Stored data:

------

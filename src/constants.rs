// src/constants.rs

// --- Step Detection ---
// Setpoint derivative (deg/s per second) that marks the start of a commanded edge.
pub const STEP_DERIVATIVE_THRESHOLD: f64 = 2000.0;
// An edge keeps extending while the derivative stays at this fraction of the threshold.
pub const STEP_EDGE_CONTINUATION_RATIO: f64 = 0.3;
// Smallest setpoint change (deg/s) accepted as a step.
pub const STEP_MIN_MAGNITUDE_DEG_S: f64 = 100.0;
// Time after the previous response window during which new edges are ignored.
pub const STEP_COOLDOWN_MS: f64 = 100.0;
// The new setpoint must be held this long after the edge.
pub const STEP_HOLD_MS: f64 = 50.0;
// Allowed deviation from the new setpoint during the hold, as a fraction of the magnitude.
pub const STEP_HOLD_TOLERANCE_RATIO: f64 = 0.5;
// Length of the response-analysis window following the edge.
pub const STEP_RESPONSE_WINDOW_MS: f64 = 300.0;

// --- Step Response Metrics ---
pub const RISE_TIME_FRACTION: f64 = 0.9; // Rise time target (90% of net change)
pub const LATENCY_FRACTION: f64 = 0.1; // Crossing used to measure pure delay
pub const SETTLING_TOLERANCE_FRACTION: f64 = 0.05; // Settling band, fraction of |magnitude|
pub const RINGING_BAND_FRACTION: f64 = 0.05; // Hysteresis band for ringing sign changes
pub const STEADY_STATE_WINDOW_FRACTION: f64 = 0.2; // Tail of the window treated as the hold phase
// Below this progress toward the target, steady state falls back to the setpoint target.
pub const STEADY_STATE_MIN_PROGRESS: f64 = 0.1;
// Magnitudes below this are treated as non-measurable.
pub const MAGNITUDE_EPSILON: f64 = 1e-6;
// Sentinel tracking error for non-measurable steps.
pub const NON_MEASURABLE_TRACKING_ERROR: f64 = 1.0;

// --- Feedforward Attribution ---
pub const FF_CLASSIFY_MIN_OVERSHOOT_PERCENT: f64 = 15.0;
pub const FF_DOMINANCE_RATIO: f64 = 0.5;

// --- Axis Aggregation ---
// A response with zero rise time and overshoot beyond this is a detection artifact.
pub const DEGENERATE_OVERSHOOT_PERCENT: f64 = 500.0;

// --- Cross-Axis Coupling ---
pub const COUPLING_MIN_SAMPLES: usize = 10;
pub const COUPLING_NONE_THRESHOLD: f64 = 0.3;
pub const COUPLING_SIGNIFICANT_THRESHOLD: f64 = 0.6;

// --- PID Recommendation ---
pub const OVERSHOOT_IDEAL_MAX_PERCENT: f64 = 10.0;
pub const OVERSHOOT_SEVERE_PERCENT: f64 = 25.0;
pub const SLUGGISH_RISE_TIME_MS: f64 = 80.0;
pub const YAW_THRESHOLD_SCALE: f64 = 1.5; // Yaw overshoot bounds are relaxed by this factor
pub const YAW_SLUGGISH_RISE_TIME_MS: f64 = 120.0;
pub const RINGING_MAX_CYCLES: f64 = 2.0;
pub const SETTLING_MAX_MS: f64 = 200.0;
pub const PID_GAIN_STEP: u32 = 5;
// D is considered "already high" above this fraction of D_MAX.
pub const D_HIGH_FRACTION: f64 = 0.6;
pub const P_GAIN_MIN: u32 = 20;
pub const P_GAIN_MAX: u32 = 120;
pub const D_GAIN_MIN: u32 = 15;
pub const D_GAIN_MAX: u32 = 80;

// --- Betaflight 4.4 PID defaults (used when the log header carries no PIDs) ---
pub const DEFAULT_PID_ROLL: [u32; 4] = [45, 80, 40, 120];
pub const DEFAULT_PID_PITCH: [u32; 4] = [47, 84, 46, 125];
pub const DEFAULT_PID_YAW: [u32; 4] = [45, 80, 0, 120];

// --- Filter Recommendation ---
pub const DEFAULT_GYRO_LPF1_HZ: u32 = 250;
pub const DEFAULT_DTERM_LPF1_HZ: u32 = 75;
pub const DEFAULT_DYN_NOTCH_MIN_HZ: u32 = 100;
pub const DEFAULT_DYN_NOTCH_MAX_HZ: u32 = 600;
pub const GYRO_LPF_STEP_HZ: u32 = 50;
pub const DTERM_LPF_STEP_HZ: u32 = 25;
pub const GYRO_LPF_MIN_HZ: u32 = 100;
pub const GYRO_LPF_MAX_HZ: u32 = 500;
pub const DTERM_LPF_MIN_HZ: u32 = 50;
pub const DTERM_LPF_MAX_HZ: u32 = 300;
pub const DYN_NOTCH_MIN_LIMIT_HZ: u32 = 50;
pub const DYN_NOTCH_MAX_LIMIT_HZ: u32 = 1000;
// Peak prominence above the axis noise floor (dB) that calls for filter action.
pub const PEAK_ACTION_THRESHOLD_DB: f64 = 12.0;
pub const RESONANCE_CUTOFF_MARGIN_HZ: u32 = 20;
pub const DYN_NOTCH_MARGIN_HZ: u32 = 20;

// src/constants.rs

------

WHAT YOU NEED TO DO:
Look above for the line with "pub const COUPLING_SIGNIFICANT_THRESHOLD: f64"; retype exactly that line, every line after it up to the line with "pub const DEFAULT_DTERM_LPF1_HZ: u32 = 75;", and that line too, nothing else.

OUTPUT OF THE TASK:
pub const COUPLING_SIGNIFICANT_THRESHOLD: f64 = 0.6;

// --- PID Recommendation ---
pub const OVERSHOOT_IDEAL_MAX_PERCENT: f64 = 10.0;
pub const OVERSHOOT_SEVERE_PERCENT: f64 = 25.0;
pub const SLUGGISH_RISE_TIME_MS: f64 = 80.0;
pub const YAW_THRESHOLD_SCALE: f64 = 1.5; // Yaw overshoot bounds are relaxed by this factor
pub const YAW_SLUGGISH_RISE_TIME_MS: f64 = 120.0;
pub const RINGING_MAX_CYCLES: f64 = 2.0;
pub const SETTLING_MAX_MS: f64 = 200.0;
pub const PID_GAIN_STEP: u32 = 5;
// D is considered "already high" above this fraction of D_MAX.
pub const D_HIGH_FRACTION: f64 = 0.6;
pub const P_GAIN_MIN: u32 = 20;
pub const P_GAIN_MAX: u32 = 120;
pub const D_GAIN_MIN: u32 = 15;
pub const D_GAIN_MAX: u32 = 80;

// --- Betaflight 4.4 PID defaults (used when the log header carries no PIDs) ---
pub const DEFAULT_PID_ROLL: [u32; 4] = [45, 80, 40, 120];
pub const DEFAULT_PID_PITCH: [u32; 4] = [47, 84, 46, 125];
pub const DEFAULT_PID_YAW: [u32; 4] = [45, 80, 0, 120];

// --- Filter Recommendation ---
pub const DEFAULT_GYRO_LPF1_HZ: u32 = 250;
pub const DEFAULT_DTERM_LPF1_HZ: u32 = 75;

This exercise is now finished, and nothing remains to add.